PROVIDED ENTRIES =>
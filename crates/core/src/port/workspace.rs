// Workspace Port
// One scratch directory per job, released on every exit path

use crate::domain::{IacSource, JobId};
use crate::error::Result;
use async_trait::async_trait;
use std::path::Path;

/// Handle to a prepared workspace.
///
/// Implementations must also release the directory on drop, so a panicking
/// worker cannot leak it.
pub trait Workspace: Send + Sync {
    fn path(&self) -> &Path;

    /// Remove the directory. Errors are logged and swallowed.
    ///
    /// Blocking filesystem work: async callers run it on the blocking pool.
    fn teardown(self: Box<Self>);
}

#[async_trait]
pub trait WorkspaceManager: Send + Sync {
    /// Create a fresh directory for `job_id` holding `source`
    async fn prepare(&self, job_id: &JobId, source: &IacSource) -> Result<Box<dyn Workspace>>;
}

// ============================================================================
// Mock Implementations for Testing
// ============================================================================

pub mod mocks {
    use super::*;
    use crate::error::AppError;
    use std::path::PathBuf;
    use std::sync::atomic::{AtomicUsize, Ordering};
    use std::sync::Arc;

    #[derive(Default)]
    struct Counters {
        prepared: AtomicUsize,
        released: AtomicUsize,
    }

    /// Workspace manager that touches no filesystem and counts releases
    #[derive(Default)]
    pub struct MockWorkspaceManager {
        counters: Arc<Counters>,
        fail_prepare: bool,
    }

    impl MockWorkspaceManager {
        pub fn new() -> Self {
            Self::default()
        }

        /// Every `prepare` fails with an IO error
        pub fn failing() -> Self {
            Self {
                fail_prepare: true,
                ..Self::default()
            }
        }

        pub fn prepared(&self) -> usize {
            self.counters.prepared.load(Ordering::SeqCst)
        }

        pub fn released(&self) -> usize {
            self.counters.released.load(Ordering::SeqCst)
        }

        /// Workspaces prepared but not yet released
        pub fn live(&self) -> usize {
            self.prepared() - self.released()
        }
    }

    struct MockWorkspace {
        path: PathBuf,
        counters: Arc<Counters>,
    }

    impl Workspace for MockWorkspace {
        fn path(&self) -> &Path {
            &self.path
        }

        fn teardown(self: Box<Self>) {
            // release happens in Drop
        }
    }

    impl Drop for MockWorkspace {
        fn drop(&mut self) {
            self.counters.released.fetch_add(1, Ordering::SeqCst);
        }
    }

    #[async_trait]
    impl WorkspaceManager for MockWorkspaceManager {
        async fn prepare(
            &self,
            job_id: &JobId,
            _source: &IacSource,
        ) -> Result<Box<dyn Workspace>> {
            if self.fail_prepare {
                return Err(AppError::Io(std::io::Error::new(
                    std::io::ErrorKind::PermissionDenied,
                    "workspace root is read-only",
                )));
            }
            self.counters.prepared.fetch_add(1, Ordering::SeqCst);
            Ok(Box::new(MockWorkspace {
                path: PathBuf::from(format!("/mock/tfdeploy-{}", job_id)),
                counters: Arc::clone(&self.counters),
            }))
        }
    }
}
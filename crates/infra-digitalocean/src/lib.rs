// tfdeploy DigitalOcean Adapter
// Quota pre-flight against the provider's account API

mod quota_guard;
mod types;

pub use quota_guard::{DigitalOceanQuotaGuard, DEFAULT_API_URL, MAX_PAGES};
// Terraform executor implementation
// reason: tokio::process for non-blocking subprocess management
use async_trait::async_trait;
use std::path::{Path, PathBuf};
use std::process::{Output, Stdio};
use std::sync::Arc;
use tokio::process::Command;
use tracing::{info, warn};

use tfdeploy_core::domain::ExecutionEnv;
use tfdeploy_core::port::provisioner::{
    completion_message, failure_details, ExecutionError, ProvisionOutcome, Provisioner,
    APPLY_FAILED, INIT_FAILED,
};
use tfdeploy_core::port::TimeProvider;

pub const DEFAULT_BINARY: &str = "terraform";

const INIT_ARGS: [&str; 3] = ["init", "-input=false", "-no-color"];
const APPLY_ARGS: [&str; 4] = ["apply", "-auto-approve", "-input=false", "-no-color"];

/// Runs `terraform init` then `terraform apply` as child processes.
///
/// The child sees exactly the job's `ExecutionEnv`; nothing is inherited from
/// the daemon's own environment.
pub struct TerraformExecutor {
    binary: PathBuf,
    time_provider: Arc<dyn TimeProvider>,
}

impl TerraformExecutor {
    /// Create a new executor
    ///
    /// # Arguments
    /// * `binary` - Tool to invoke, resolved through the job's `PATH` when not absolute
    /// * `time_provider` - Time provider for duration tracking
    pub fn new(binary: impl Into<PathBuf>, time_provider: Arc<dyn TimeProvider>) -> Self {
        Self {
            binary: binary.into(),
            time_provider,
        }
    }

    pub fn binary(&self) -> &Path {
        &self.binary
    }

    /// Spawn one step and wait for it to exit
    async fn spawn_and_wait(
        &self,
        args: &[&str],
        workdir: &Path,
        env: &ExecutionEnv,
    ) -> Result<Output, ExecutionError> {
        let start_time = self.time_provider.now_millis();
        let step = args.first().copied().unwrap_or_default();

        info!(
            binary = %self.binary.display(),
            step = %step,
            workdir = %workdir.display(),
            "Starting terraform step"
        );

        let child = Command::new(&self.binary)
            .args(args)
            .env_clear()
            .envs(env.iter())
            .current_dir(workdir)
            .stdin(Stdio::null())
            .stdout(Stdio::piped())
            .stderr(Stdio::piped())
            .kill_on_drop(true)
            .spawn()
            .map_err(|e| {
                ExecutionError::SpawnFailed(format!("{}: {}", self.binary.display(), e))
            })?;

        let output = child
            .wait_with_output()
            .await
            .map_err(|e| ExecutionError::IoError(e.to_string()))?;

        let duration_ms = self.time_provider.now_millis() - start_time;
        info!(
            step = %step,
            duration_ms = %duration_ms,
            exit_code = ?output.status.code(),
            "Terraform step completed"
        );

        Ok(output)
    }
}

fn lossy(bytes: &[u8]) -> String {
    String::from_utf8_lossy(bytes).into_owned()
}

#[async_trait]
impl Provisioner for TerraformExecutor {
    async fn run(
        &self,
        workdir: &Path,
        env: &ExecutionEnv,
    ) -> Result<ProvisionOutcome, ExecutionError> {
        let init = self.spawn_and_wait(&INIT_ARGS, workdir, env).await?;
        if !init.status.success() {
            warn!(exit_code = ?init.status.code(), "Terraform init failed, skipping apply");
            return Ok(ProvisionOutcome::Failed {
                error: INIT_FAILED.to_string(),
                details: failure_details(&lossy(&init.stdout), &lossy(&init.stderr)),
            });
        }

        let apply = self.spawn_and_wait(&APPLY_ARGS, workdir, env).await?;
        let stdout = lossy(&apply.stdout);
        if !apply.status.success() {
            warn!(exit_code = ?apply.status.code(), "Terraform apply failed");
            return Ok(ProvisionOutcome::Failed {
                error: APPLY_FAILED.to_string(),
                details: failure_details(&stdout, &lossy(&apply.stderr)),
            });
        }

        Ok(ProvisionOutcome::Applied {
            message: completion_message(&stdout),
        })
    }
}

INSTRUCTIONS FOR THE TASK => From the data above, copy each line with the string "status" in it.

WRITTEN REPLY =>
            exit_code = ?output.status.code(),
        if !init.status.success() {
            warn!(exit_code = ?init.status.code(), "Terraform init failed, skipping apply");
        if !apply.status.success() {
            warn!(exit_code = ?apply.status.code(), "Terraform apply failed");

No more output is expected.